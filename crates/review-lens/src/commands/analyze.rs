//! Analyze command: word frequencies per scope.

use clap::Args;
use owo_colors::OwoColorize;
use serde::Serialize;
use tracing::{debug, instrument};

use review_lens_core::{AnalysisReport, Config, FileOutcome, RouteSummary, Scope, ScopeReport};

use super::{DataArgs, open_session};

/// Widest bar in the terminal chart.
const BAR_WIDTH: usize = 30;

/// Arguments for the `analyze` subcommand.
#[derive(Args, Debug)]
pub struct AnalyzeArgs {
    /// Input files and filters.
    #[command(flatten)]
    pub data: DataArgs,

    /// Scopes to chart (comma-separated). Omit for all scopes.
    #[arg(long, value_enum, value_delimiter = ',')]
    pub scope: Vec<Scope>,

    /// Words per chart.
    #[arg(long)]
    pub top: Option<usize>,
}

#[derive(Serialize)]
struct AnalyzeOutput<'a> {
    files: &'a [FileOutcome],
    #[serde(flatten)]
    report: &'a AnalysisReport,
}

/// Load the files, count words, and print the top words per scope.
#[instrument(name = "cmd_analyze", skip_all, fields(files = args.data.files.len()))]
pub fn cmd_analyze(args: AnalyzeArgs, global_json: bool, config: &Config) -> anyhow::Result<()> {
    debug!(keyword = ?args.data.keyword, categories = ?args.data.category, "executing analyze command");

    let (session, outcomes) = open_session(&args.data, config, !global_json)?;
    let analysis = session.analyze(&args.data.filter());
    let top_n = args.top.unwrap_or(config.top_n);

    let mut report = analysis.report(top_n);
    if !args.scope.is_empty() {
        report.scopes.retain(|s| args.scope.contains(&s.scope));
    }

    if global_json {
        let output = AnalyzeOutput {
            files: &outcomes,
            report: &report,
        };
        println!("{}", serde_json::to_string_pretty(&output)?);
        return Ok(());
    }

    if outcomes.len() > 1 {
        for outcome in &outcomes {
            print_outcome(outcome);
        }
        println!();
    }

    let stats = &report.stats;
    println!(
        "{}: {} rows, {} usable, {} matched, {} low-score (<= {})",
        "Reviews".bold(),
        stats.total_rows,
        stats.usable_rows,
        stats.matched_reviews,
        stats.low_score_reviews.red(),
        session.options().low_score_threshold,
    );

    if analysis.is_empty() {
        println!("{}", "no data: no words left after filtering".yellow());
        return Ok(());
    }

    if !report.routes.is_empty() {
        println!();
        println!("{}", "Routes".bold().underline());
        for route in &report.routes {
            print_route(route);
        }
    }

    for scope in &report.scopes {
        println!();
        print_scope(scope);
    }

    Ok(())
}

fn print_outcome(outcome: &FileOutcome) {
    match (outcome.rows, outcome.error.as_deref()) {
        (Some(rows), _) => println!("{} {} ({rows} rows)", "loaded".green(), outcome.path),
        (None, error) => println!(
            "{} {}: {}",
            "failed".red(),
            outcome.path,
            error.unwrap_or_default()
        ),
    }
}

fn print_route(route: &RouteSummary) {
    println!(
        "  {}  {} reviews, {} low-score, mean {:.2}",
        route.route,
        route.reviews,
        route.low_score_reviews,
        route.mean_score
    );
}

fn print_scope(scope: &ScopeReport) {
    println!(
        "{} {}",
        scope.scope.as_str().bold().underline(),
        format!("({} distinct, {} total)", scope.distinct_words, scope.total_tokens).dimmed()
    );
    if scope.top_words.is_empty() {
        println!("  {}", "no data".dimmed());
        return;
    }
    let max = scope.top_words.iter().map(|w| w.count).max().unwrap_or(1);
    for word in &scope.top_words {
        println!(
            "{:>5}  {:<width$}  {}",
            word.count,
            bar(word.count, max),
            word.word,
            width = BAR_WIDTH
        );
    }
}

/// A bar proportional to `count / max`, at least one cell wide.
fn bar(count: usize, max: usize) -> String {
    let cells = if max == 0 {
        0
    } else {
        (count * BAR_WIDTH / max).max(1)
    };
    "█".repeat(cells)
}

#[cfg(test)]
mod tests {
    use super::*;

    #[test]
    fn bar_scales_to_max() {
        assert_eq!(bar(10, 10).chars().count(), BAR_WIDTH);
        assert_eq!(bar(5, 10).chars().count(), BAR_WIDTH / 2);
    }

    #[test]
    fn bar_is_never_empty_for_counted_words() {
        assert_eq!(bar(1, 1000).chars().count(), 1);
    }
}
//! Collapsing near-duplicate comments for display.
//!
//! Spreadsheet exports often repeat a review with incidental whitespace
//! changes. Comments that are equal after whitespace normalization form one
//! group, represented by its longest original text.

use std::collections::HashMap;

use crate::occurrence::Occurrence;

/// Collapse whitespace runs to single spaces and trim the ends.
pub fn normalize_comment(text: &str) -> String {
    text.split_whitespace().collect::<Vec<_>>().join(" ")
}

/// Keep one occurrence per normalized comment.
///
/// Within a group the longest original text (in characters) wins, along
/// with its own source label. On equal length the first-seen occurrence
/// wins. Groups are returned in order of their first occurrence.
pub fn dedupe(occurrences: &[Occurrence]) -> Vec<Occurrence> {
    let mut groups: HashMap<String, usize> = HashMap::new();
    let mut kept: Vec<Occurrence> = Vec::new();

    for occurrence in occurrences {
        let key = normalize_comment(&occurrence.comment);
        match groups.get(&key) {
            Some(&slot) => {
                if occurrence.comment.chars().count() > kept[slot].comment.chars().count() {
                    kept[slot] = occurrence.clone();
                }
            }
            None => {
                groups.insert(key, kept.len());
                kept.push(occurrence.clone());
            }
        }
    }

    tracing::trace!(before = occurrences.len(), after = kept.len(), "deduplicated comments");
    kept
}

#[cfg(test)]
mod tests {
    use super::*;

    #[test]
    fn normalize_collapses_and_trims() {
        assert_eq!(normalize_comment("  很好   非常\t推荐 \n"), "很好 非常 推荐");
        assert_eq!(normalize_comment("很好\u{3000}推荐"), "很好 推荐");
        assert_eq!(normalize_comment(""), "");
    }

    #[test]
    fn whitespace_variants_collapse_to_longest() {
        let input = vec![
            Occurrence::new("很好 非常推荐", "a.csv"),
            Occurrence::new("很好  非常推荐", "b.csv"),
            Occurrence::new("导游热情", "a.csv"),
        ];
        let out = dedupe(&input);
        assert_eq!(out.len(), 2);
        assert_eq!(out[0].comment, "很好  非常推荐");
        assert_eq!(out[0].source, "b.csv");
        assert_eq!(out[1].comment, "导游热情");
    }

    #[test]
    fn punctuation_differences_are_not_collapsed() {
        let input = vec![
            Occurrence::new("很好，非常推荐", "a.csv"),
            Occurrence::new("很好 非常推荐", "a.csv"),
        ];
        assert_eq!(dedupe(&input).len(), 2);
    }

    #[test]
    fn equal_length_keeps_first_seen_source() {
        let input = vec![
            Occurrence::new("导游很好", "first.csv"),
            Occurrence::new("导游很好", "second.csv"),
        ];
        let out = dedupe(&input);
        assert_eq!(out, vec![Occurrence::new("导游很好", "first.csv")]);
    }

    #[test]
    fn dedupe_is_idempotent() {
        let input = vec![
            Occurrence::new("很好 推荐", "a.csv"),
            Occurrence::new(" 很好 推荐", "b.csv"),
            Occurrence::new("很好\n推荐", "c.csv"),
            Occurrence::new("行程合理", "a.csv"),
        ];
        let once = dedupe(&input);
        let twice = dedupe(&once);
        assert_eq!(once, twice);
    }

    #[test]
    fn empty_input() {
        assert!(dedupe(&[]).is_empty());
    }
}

[The problem] Retype the records above exactly, from their first line through the line that contains "pub struct AnalyzeArgs", and stop there.

[Written solution]
filename crates/review-lens/src/commands/analyze.rs
//! Analyze command: word frequencies per scope.

use clap::Args;
use owo_colors::OwoColorize;
use serde::Serialize;
use tracing::{debug, instrument};

use review_lens_core::{AnalysisReport, Config, FileOutcome, RouteSummary, Scope, ScopeReport};

use super::{DataArgs, open_session};

/// Widest bar in the terminal chart.
const BAR_WIDTH: usize = 30;

/// Arguments for the `analyze` subcommand.
#[derive(Args, Debug)]
pub struct AnalyzeArgs {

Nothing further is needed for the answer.